Cuando vivía en Japón practicaba zen en un monasterio en las montañas de Hyogo. Durante el invierno, la cantidad de nieve nos forzaba a dejar el templo por unas semanas, tiempo que aproveché para visitar a mi prima en Kioto.

Para ese entonces llevaba ya casi un año en el país y había turisteado muy poco. Julieta, estudiante de maestría en una universidad de artes, lo había hecho mucho así que se encargó de pasearme por las atracciones más conocidas del área de Kansai.

Definitivamente lo que más disfruté fue pasar el día en Nara, el lugar donde humanos y venados conviven de una forma muy particular.


Fue con el corazón roto que dejé Japón la primera vez después de pasar ahí dos años. Estando en México, solo podía pensar en volver.

Esta imagen es de mi segunda ida. En ese momento ya no era la estudiante de un templo con bolsillos vacíos, sino más bien una viajera y aproveché para hacer algo que siempre había querido: renté un cuarto de hotel tradicional japonés. Me alcanzó sólo para una noche, fue todo lo que esperaba y más.


Lo que más me gustaba hacer cuando visitaba Tokio era subirme al metro, casi siempre sin rumbo, explorando las diferentes líneas y sin pensar en volver a la superficie.

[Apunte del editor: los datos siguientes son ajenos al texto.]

//! Document decomposition: one staged file → ordered [`PageUnit`]s.
//!
//! PDFs are rasterised with pdfium; raster images are a single page. Any
//! failure, including a document with no pages, is fatal for that document
//! only.
//!
//! ## Why spawn_blocking?
//!
//! pdfium and the image decoders are CPU-bound and synchronous. Both run on
//! the blocking pool so the runtime's worker threads keep serving health
//! probes and backend calls for other pages.

use crate::config::WorkerConfig;
use crate::error::ExtractError;
use crate::output::PageUnit;
use image::DynamicImage;
use pdfium_render::prelude::*;
use std::path::Path;
use tracing::{debug, info};

/// Extensions accepted as single-page raster documents.
pub const IMAGE_EXTENSIONS: [&str; 7] = ["png", "jpg", "jpeg", "tiff", "bmp", "webp", "gif"];

/// How a staged file is decomposed.
#[derive(Debug, Clone, Copy, PartialEq, Eq)]
pub enum DocumentKind {
    Pdf,
    Image,
}

impl DocumentKind {
    /// Classify by magic bytes first, then by extension.
    pub fn detect(path: &Path, head: &[u8]) -> Option<Self> {
        if head.starts_with(b"%PDF") {
            return Some(DocumentKind::Pdf);
        }
        if image::guess_format(head).is_ok() {
            return Some(DocumentKind::Image);
        }
        let ext = path
            .extension()
            .map(|e| e.to_string_lossy().to_ascii_lowercase())?;
        if ext == "pdf" {
            Some(DocumentKind::Pdf)
        } else if IMAGE_EXTENSIONS.contains(&ext.as_str()) {
            Some(DocumentKind::Image)
        } else {
            None
        }
    }
}

/// Split the file at `path` into pages named after `document`.
pub async fn decompose(
    path: &Path,
    document: &str,
    config: &WorkerConfig,
) -> Result<Vec<PageUnit>, ExtractError> {
    let fail = |detail: String| ExtractError::PageDecomposition {
        document: document.to_string(),
        detail,
    };

    let bytes = tokio::fs::read(path)
        .await
        .map_err(|e| fail(format!("cannot read staged file: {e}")))?;
    let kind = DocumentKind::detect(path, &bytes[..bytes.len().min(64)])
        .ok_or_else(|| fail("unsupported document format".to_string()))?;

    let images = match kind {
        DocumentKind::Pdf => {
            let owned = path.to_path_buf();
            let library = config.pdfium_library.clone();
            let dpi = config.dpi;
            let max_pixels = config.max_rendered_pixels;
            tokio::task::spawn_blocking(move || {
                render_pdf_blocking(&owned, library.as_deref(), dpi, max_pixels)
            })
            .await
            .map_err(|e| ExtractError::Internal(format!("Render task panicked: {e}")))?
            .map_err(fail)?
        }
        DocumentKind::Image => tokio::task::spawn_blocking(move || {
            image::load_from_memory(&bytes).map(|img| vec![img])
        })
        .await
        .map_err(|e| ExtractError::Internal(format!("Decode task panicked: {e}")))?
        .map_err(|e| fail(format!("cannot decode image: {e}")))?,
    };

    if images.is_empty() {
        return Err(fail("document has no pages".to_string()));
    }

    info!("{}: {} page(s) ({:?})", document, images.len(), kind);
    Ok(images
        .into_iter()
        .enumerate()
        .map(|(i, image)| PageUnit {
            document: document.to_string(),
            ordinal: i + 1,
            image,
        })
        .collect())
}

fn bind_pdfium(library: Option<&Path>) -> Result<Pdfium, String> {
    let bindings = match library {
        Some(path) => Pdfium::bind_to_library(path),
        None => Pdfium::bind_to_system_library(),
    }
    .map_err(|e| format!("pdfium library unavailable: {e:?}"))?;
    Ok(Pdfium::new(bindings))
}

fn render_pdf_blocking(
    path: &Path,
    library: Option<&Path>,
    dpi: u32,
    max_pixels: u32,
) -> Result<Vec<DynamicImage>, String> {
    let pdfium = bind_pdfium(library)?;

    let document = pdfium.load_pdf_from_file(path, None).map_err(|e| {
        let detail = format!("{e:?}");
        if detail.to_ascii_lowercase().contains("password") {
            "document is password-protected".to_string()
        } else {
            format!("corrupt or unreadable PDF: {detail}")
        }
    })?;

    let pages = document.pages();
    let total = pages.len();

    let render_config = PdfRenderConfig::new()
        .scale_page_by_factor(dpi as f32 / 72.0)
        .set_maximum_width(max_pixels as i32)
        .set_maximum_height(max_pixels as i32);

    let mut images = Vec::with_capacity(total as usize);
    for idx in 0..total {
        let page = pages
            .get(idx)
            .map_err(|e| format!("page {}: {e:?}", idx + 1))?;
        let image = page
            .render_with_config(&render_config)
            .map_err(|e| format!("page {}: rasterisation failed: {e:?}", idx + 1))?
            .as_image();
        debug!(
            "Rendered page {} → {}x{} px",
            idx + 1,
            image.width(),
            image.height()
        );
        images.push(image);
    }
    Ok(images)
}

Es un sistema tan enredado y la vez no. Visualmente es decadente pero bello, ruido y silencio, soledad colectiva, caos ordenado.


Esta foto la tomé en un pequeño templo cerca de casa de mi amiga Ingrid, ella vivía en Gion, el distrito más famoso de Kioto. Cuando tenía que salir del monasterio por algún motivo siempre podía contar con ella para darme techo y un futón a lado de su refri.

Como tésis de doctorado, Ingrid estaba traduciendo el Shobogenzo, uno de los textos más importantes del budismo zen y para esto necesitaba profunda concentración y soledad.
Para no estorbar yo hacía largas caminatas fotográficas y regresaba lo más tarde que podía a platicar un rato y dormir.


Los japoneses tienen la increíble habilidad de quedarse dormidos donde sea y en cualquier circunstancia, y los trenes son tal vez su lugar favorito para hacerlo.

Yo intenté adoptar esa costumbre varias veces, todas en vano. Con una envidia enorme, de la buena, no me quedaba más que admirarlos y fotografiarlos.

Ese día viajaba a la ciudad para hacer un trámite, traía no más de tres horas de sueño encima y me esperaba un largo viaje. No lograba dormir. Se subió una estudiante de secundaria que en su trayecto de veinte minutos logró dormir unos quince.